Judge recommends higher electric rates for Klamath irrigators
Associated Press article on the possibility of Klamath basin irrigators paying more than 0.6 cents per kilowatt hour for electricity.
GRANTS PASS, Ore. — An administrative law judge has recommended that Klamath farmers’ request for continued cut-rate electricity to pump irrigation water be turned down by the California Public Utility Commission.
In findings posted on the California Public Utility Commission Web site, Administrative Law Judge Michael J. Galvin found that the Klamath Water Users Association could not document any benefit to PacifiCorp, the owner of four hydroelectric dams on the Klamath River, from water that first runs through the 180,000-acre federal irrigation project straddling the Oregon-California border.
A final decision from the commission is not likely for at least a month. If it goes through, farmers would go from paying 0.6 cents per kilowatt hour, as they have since 1917, to the regular irrigation rate of 7.9 cents, a 12-fold increase. Earlier this year, the commission agreed to give the farmers a four-year transition period to the higher rates.
Conservationists, commercial fishermen and Indian tribes hope that paying more to pump water will force farmers and the U.S. Bureau of Reclamation to use less water for irrigation, leaving more for Klamath River salmon and waterfowl on nearby national wildlife refuges.
About 750 farms are on the Oregon side of the project, where the Oregon Public Utility Commission has already started phasing in higher rates, and about 220 are on the California side.
Farmers argued that water will now be recirculated around the project multiple times rather than being pumped uphill to the refuges and the river.
“Lands will continue to be farmed,” said Scott Seus, a Tulelake, Calif., farmer. “Ultimately it will hurt PacifiCorp’s hydroproject because they won’t be able to access water they’ve had for 90 years of history.
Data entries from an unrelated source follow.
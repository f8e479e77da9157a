//! Addressing schemes and resolved addresses.

use serde::{Deserialize, Serialize};

/// Scheme a resolved address arrived through.
#[derive(Debug, Clone, PartialEq, Eq, Serialize, Deserialize)]
#[serde(tag = "kind", rename_all = "snake_case")]
pub enum AddressScheme {
    /// A plain vault path (`direct://...` or a bare string).
    Direct,
    /// A date-alias address (`daily://...`).
    DailyAlias,
    /// A third-party extension namespace, carrying the scheme name.
    Extension {
        /// Registered scheme name, e.g. `tasks`.
        name: String,
    },
}

/// Outcome of address resolution. Created per request, never persisted.
#[derive(Debug, Clone, PartialEq, Eq, Serialize, Deserialize)]
pub struct ResolvedAddress {
    /// Normalized, scheme-stripped vault location.
    pub canonical_path: String,
    /// Scheme the address arrived through.
    pub scheme: AddressScheme,
    /// Whether the caller addressed this as a directory.
    pub is_directory_hint: bool,
    /// Human-facing alias label (e.g. `today`) kept for messages.
    pub alias_label: Option<String>,
}

impl ResolvedAddress {
    /// A direct address for an already-canonical path.
    #[must_use]
    pub fn direct(canonical_path: impl Into<String>) -> Self {
        Self {
            canonical_path: canonical_path.into(),
            scheme: AddressScheme::Direct,
            is_directory_hint: false,
            alias_label: None,
        }
    }

    /// A daily-alias address.
    #[must_use]
    pub fn daily(canonical_path: impl Into<String>, label: impl Into<String>) -> Self {
        Self {
            canonical_path: canonical_path.into(),
            scheme: AddressScheme::DailyAlias,
            is_directory_hint: false,
            alias_label: Some(label.into()),
        }
    }

    /// An extension-owned address.
    #[must_use]
    pub fn extension(scheme: impl Into<String>, canonical_path: impl Into<String>) -> Self {
        Self {
            canonical_path: canonical_path.into(),
            scheme: AddressScheme::Extension {
                name: scheme.into(),
            },
            is_directory_hint: false,
            alias_label: None,
        }
    }

    /// Mark the address as a directory.
    #[must_use]
    pub fn as_directory(mut self) -> Self {
        self.is_directory_hint = true;
        self
    }
}

#[cfg(test)]
mod tests {
    use super::*;

    #[test]
    fn test_direct_address() {
        let addr = ResolvedAddress::direct("notes/foo.md");
        assert_eq!(addr.canonical_path, "notes/foo.md");
        assert_eq!(addr.scheme, AddressScheme::Direct);
        assert!(!addr.is_directory_hint);
        assert!(addr.alias_label.is_none());
    }

    #[test]
    fn test_daily_address_keeps_label() {
        let addr = ResolvedAddress::daily("daily/2023-05-09.md", "today");
        assert_eq!(addr.alias_label.as_deref(), Some("today"));
        assert_eq!(addr.scheme, AddressScheme::DailyAlias);
    }

    #[test]
    fn test_directory_hint() {
        let addr = ResolvedAddress::direct("notes").as_directory();
        assert!(addr.is_directory_hint);
    }
}
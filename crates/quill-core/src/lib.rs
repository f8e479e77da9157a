//! Shared vocabulary for the Quill vault gateway.
//!
//! Defines the capability model (tiers, bearer tokens, directory rules) and
//! the addressing model (schemes, resolved addresses) that every other crate
//! speaks. Nothing here touches storage or the network.

#![deny(unsafe_code)]
#![deny(missing_docs)]
#![deny(clippy::unwrap_used)]
#![cfg_attr(test, allow(clippy::unwrap_used))]

/// Addressing schemes and resolved addresses.
pub mod address;
/// Capability tiers.
pub mod tier;
/// Bearer tokens and directory rules.
pub mod token;

pub use address::{AddressScheme, ResolvedAddress};
pub use tier::CapabilityTier;
pub use token::{CapabilityToken, DirectoryRule, RuleEffect};
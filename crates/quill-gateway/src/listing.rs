//! Directory listing.
//!
//! Shared by the direct and daily resource types. Given the set of
//! policy-visible document paths, a directory prefix and a depth, produce
//! the grouped listing: bare leaf names for documents at or above the
//! requested depth, `segment/` markers for collapsed subtrees below it.

use std::collections::BTreeSet;

use quill_policy::is_ancestor;

use crate::error::{GatewayError, GatewayResult};

/// Default listing depth.
pub const DEFAULT_DEPTH: usize = 1;

/// List the entries under `dir` at the requested depth.
///
/// `depth` counts levels beyond the immediate children: `0` shows only this
/// level, `1` (the default) descends one further, and so on. Paths
/// shallower than the requested depth appear at their true depth; deeper
/// subtrees are collapsed with a trailing `/`. Output is lexicographically
/// sorted and deduplicated.
///
/// # Errors
///
/// Returns [`GatewayError::EmptyDirectory`] when nothing matches. A truly
/// empty directory and a policy-hidden one are identical by design, so
/// callers must not distinguish them.
pub fn list_directory(paths: &[String], dir: &str, depth: usize) -> GatewayResult<Vec<String>> {
    let dir = dir.trim_matches('/');
    let mut entries = BTreeSet::new();

    for path in paths {
        if !is_ancestor(dir, path) {
            continue;
        }
        let rel = if dir.is_empty() {
            path.as_str()
        } else {
            // is_ancestor guarantees the boundary slash (or equality, which
            // cannot happen for a document path listed under itself).
            path.get(dir.len().saturating_add(1)..).unwrap_or("")
        };
        if rel.is_empty() {
            continue;
        }
        let segments: Vec<&str> = rel.split('/').collect();
        let last = segments.len().saturating_sub(1);
        let boundary = depth.min(last);
        let joined = segments
            .get(..=boundary)
            .unwrap_or_default()
            .join("/");
        if last > boundary {
            entries.insert(format!("{joined}/"));
        } else {
            entries.insert(joined);
        }
    }

    if entries.is_empty() {
        return Err(GatewayError::EmptyDirectory {
            path: dir.to_string(),
        });
    }
    Ok(entries.into_iter().collect())
}
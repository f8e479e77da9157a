//! Bearer tokens and directory rules.
//!
//! A [`CapabilityToken`] is issued by external configuration loading, held
//! for the process lifetime and never mutated. Tokens are compared and
//! hashed by secret value; the secret never appears in `Debug` output.

use serde::{Deserialize, Serialize};

use crate::tier::CapabilityTier;

/// Effect of a directory rule.
#[derive(Debug, Clone, Copy, PartialEq, Eq, Serialize, Deserialize)]
#[serde(rename_all = "snake_case")]
pub enum RuleEffect {
    /// Paths under the prefix are visible.
    Allow,
    /// Paths under the prefix are hidden.
    Deny,
}

/// One allow/deny entry of a token's directory policy.
///
/// Prefixes are stored in canonical form: no leading or trailing slash, and
/// the empty prefix denotes the vault root (matches everything).
#[derive(Debug, Clone, PartialEq, Eq, Serialize, Deserialize)]
pub struct DirectoryRule {
    /// Canonical path prefix the rule applies to.
    pub prefix: String,
    /// Whether matching paths are allowed or denied.
    pub effect: RuleEffect,
}

impl DirectoryRule {
    /// Create a rule, normalizing the prefix to canonical form.
    #[must_use]
    pub fn new(prefix: impl Into<String>, effect: RuleEffect) -> Self {
        Self {
            prefix: prefix.into().trim_matches('/').to_string(),
            effect,
        }
    }

    /// Shorthand for an allow rule.
    #[must_use]
    pub fn allow(prefix: impl Into<String>) -> Self {
        Self::new(prefix, RuleEffect::Allow)
    }

    /// Shorthand for a deny rule.
    #[must_use]
    pub fn deny(prefix: impl Into<String>) -> Self {
        Self::new(prefix, RuleEffect::Deny)
    }
}

/// An authenticated caller's capability token.
///
/// Immutable once issued. Equality and hashing use the secret value only,
/// matching how the token is looked up on every request.
#[derive(Clone, Serialize, Deserialize)]
pub struct CapabilityToken {
    /// Opaque bearer secret.
    secret: String,
    /// Tier gating operation categories.
    pub tier: CapabilityTier,
    /// Ordered directory allow/deny rules. Empty means no exceptions.
    pub directory_rules: Vec<DirectoryRule>,
}

impl CapabilityToken {
    /// Create a token with no directory rules.
    #[must_use]
    pub fn new(secret: impl Into<String>, tier: CapabilityTier) -> Self {
        Self {
            secret: secret.into(),
            tier,
            directory_rules: Vec::new(),
        }
    }

    /// Attach directory rules.
    #[must_use]
    pub fn with_rules(mut self, rules: impl IntoIterator<Item = DirectoryRule>) -> Self {
        self.directory_rules = rules.into_iter().collect();
        self
    }

    /// The bearer secret, for lookup against the token table.
    #[must_use]
    pub fn secret(&self) -> &str {
        &self.secret
    }
}

impl PartialEq for CapabilityToken {
    fn eq(&self, other: &Self) -> bool {
        self.secret == other.secret
    }
}

impl Eq for CapabilityToken {}

impl std::hash::Hash for CapabilityToken {
    fn hash<H: std::hash::Hasher>(&self, state: &mut H) {
        self.secret.hash(state);
    }
}

// The secret stays out of logs and debug dumps.
impl std::fmt::Debug for CapabilityToken {
    fn fmt(&self, f: &mut std::fmt::Formatter<'_>) -> std::fmt::Result {
        f.debug_struct("CapabilityToken")
            .field("secret", &"<redacted>")
            .field("tier", &self.tier)
            .field("directory_rules", &self.directory_rules.len())
            .finish()
    }
}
“We’re just very outraged that there is an assumption out there that the utilities ought to get something for nothing. They pay for coal, they pay for natural gas. We provided them water.”
PacifiCorp spokesman Dave Kvamme said from Portland that the recommendation would restore fairness to rate payers in the region, because any continued subsidy of Klamath irrigators would have to come from increased rates for other customers.
Cecil Lesley, chief of water and lands for the U.S. Bureau of Reclamation in Klamath Falls, said higher rates would likely mean less water pumped around the Klamath Reclamation Project, but it was hard to say whether less water would be used. Farmers could change what crops are planted, and would decide how much water to use based on whether they were making money.
Authorized in 1905, the Klamath Reclamation Project built a network of canals to drain Tule Lake in California and Lower Klamath Lake in Oregon and now irrigates 180,000 acres of farmland that produce grain, alfalfa, onions, potatoes, horseradish and cattle.
On most projects around the West, the Bureau of Reclamation built dams to provide low-cost power for irrigators. But in Klamath, they ceded that responsibility to a utility that has since been taken over by PacifiCorp.
The judge found that while farmers had senior water rights to PacifiCorp, they could not document any increased benefit to the utility from running the water through the irrigation project, or document that they provided more water to the river.
He added the farmers did not pay upstream water users with senior water rights, such as the Klamath Tribes, for water that went through the irrigation project, yet were asking to be paid for doing the same thing.
“I think the PUC simply recognized the unfairness of continuing a subsidy that has not been updated for more than 90 years,” said Glen Spain of the Pacific Coast Federation of Fishermen’s Associations, which represents California salmon fishermen and argued against the farmers in the proceedings.
“There is a lot of marginal land in upland areas that is very unproductive that is irrigated simply because the power and water are cheap,” Spain said. “Ultimately removing those conservation disincentives will make the project and farming community more efficient.”